Information provided:
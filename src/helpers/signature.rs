// ABOUTME: Declared helper signatures: ordered parameter kinds plus an optional Options slot
// ABOUTME: Also defines how call-site values are coerced into each declared parameter kind

use serde::{Deserialize, Serialize};
use std::fmt;

use crate::value::Value;

#[derive(Debug, Clone, Copy, PartialEq, Eq, Serialize, Deserialize)]
#[serde(rename_all = "snake_case")]
pub enum ParamKind {
    /// Natural value, no coercion
    Any,
    String,
    Integer,
    Float,
    Boolean,
}

impl ParamKind {
    /// Coerce `value` into this kind, or `None` when it cannot be represented.
    ///
    /// Absent and null arguments become the kind's zero value.
    pub fn coerce(self, value: Value) -> Option<Value> {
        match self {
            ParamKind::Any => Some(value),
            ParamKind::String => String::from_value(value).map(Value::String),
            ParamKind::Integer => i64::from_value(value).map(Value::Integer),
            ParamKind::Float => f64::from_value(value).map(Value::Float),
            ParamKind::Boolean => bool::from_value(value).map(Value::Bool),
        }
    }
}

impl fmt::Display for ParamKind {
    fn fmt(&self, f: &mut fmt::Formatter<'_>) -> fmt::Result {
        let name = match self {
            ParamKind::Any => "any",
            ParamKind::String => "string",
            ParamKind::Integer => "integer",
            ParamKind::Float => "float",
            ParamKind::Boolean => "boolean",
        };
        f.write_str(name)
    }
}

/// What a helper accepts: positional parameter kinds, then optionally Options.
#[derive(Debug, Clone, PartialEq, Eq, Serialize, Deserialize)]
pub struct Signature {
    params: Vec<ParamKind>,
    options: bool,
}

impl Signature {
    pub fn new(params: Vec<ParamKind>, options: bool) -> Self {
        Self { params, options }
    }

    pub fn arity(&self) -> usize {
        self.params.len()
    }

    pub fn params(&self) -> &[ParamKind] {
        &self.params
    }

    pub fn takes_options(&self) -> bool {
        self.options
    }
}

impl fmt::Display for Signature {
    fn fmt(&self, f: &mut fmt::Formatter<'_>) -> fmt::Result {
        let mut parts: Vec<String> = self.params.iter().map(ToString::to_string).collect();
        if self.options {
            parts.push("options".to_string());
        }
        write!(f, "({})", parts.join(", "))
    }
}

/// Rust types a helper can declare as positional parameters
pub trait FromValue: Sized {
    const KIND: ParamKind;

    fn from_value(value: Value) -> Option<Self>;
}

impl FromValue for Value {
    const KIND: ParamKind = ParamKind::Any;

    fn from_value(value: Value) -> Option<Self> {
        Some(value)
    }
}

impl FromValue for String {
    const KIND: ParamKind = ParamKind::String;

    fn from_value(value: Value) -> Option<Self> {
        Some(value.render())
    }
}

impl FromValue for i64 {
    const KIND: ParamKind = ParamKind::Integer;

    fn from_value(value: Value) -> Option<Self> {
        match value {
            Value::Absent | Value::Null => Some(0),
            Value::Integer(i) => Some(i),
            Value::Float(f) => integral_f64(f),
            Value::String(s) => s.trim().parse().ok(),
            _ => None,
        }
    }
}

/// `f` as an i64 when it is a whole number inside the i64 range
fn integral_f64(f: f64) -> Option<i64> {
    // i64::MAX is not representable as f64; 2^63 is the first value out of range
    const UPPER: f64 = 9_223_372_036_854_775_808.0;
    if f.is_finite() && f.fract() == 0.0 && f >= -UPPER && f < UPPER {
        Some(f as i64)
    } else {
        None
    }
}

impl FromValue for f64 {
    const KIND: ParamKind = ParamKind::Float;

    fn from_value(value: Value) -> Option<Self> {
        match value {
            Value::Absent | Value::Null => Some(0.0),
            Value::Integer(i) => Some(i as f64),
            Value::Float(f) => Some(f),
            Value::String(s) => s.trim().parse().ok(),
            _ => None,
        }
    }
}

impl FromValue for bool {
    const KIND: ParamKind = ParamKind::Boolean;

    fn from_value(value: Value) -> Option<Self> {
        Some(value.is_truthy())
    }
}

#[cfg(test)]
mod tests {
    use super::*;

    #[test]
    fn test_integer_coercion() {
        assert_eq!(i64::from_value(Value::from(-12)), Some(-12));
        assert_eq!(i64::from_value(Value::from(3.0)), Some(3));
        assert_eq!(i64::from_value(Value::from("42")), Some(42));
        assert_eq!(i64::from_value(Value::Absent), Some(0));
        assert_eq!(i64::from_value(Value::from(1.5)), None);
        assert_eq!(i64::from_value(Value::from(true)), None);
    }

    #[test]
    fn test_integer_coercion_rejects_out_of_range_floats() {
        assert_eq!(i64::from_value(Value::from(1e20)), None);
        assert_eq!(i64::from_value(Value::from(-1e20)), None);
        assert_eq!(i64::from_value(Value::from(9_223_372_036_854_775_808.0)), None);
        assert_eq!(i64::from_value(Value::from(-9_223_372_036_854_775_808.0)), Some(i64::MIN));
        assert_eq!(i64::from_value(Value::from(f64::INFINITY)), None);
        assert_eq!(ParamKind::Integer.coerce(Value::from(1e20)), None);
    }

    #[test]
    fn test_string_coercion_renders_any_value() {
        assert_eq!(String::from_value(Value::from(12)), Some("12".to_string()));
        assert_eq!(String::from_value(Value::Absent), Some(String::new()));
        assert_eq!(String::from_value(Value::from(-1.2)), Some("-1.2".to_string()));
    }

    #[test]
    fn test_kind_coerce() {
        assert_eq!(ParamKind::Float.coerce(Value::from(2)), Some(Value::Float(2.0)));
        assert_eq!(ParamKind::Boolean.coerce(Value::from("")), Some(Value::Bool(false)));
        assert_eq!(ParamKind::Any.coerce(Value::from(-12)), Some(Value::Integer(-12)));
        assert_eq!(ParamKind::Integer.coerce(Value::from("nope")), None);
    }

    #[test]
    fn test_signature_display() {
        let signature = Signature::new(vec![ParamKind::String, ParamKind::Integer], true);
        assert_eq!(signature.arity(), 2);
        assert_eq!(signature.to_string(), "(string, integer, options)");
    }
}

Your objective: Of all the entries above, repeat only the lines from the line that has "let mut parts: Vec<String>" to the line that has "impl FromValue for String", both lines included, exactly.

Task solution:
        let mut parts: Vec<String> = self.params.iter().map(ToString::to_string).collect();
        if self.options {
            parts.push("options".to_string());
        }
        write!(f, "({})", parts.join(", "))
    }
}

/// Rust types a helper can declare as positional parameters
pub trait FromValue: Sized {
    const KIND: ParamKind;

    fn from_value(value: Value) -> Option<Self>;
}

impl FromValue for Value {
    const KIND: ParamKind = ParamKind::Any;

    fn from_value(value: Value) -> Option<Self> {
        Some(value)
    }
}

impl FromValue for String {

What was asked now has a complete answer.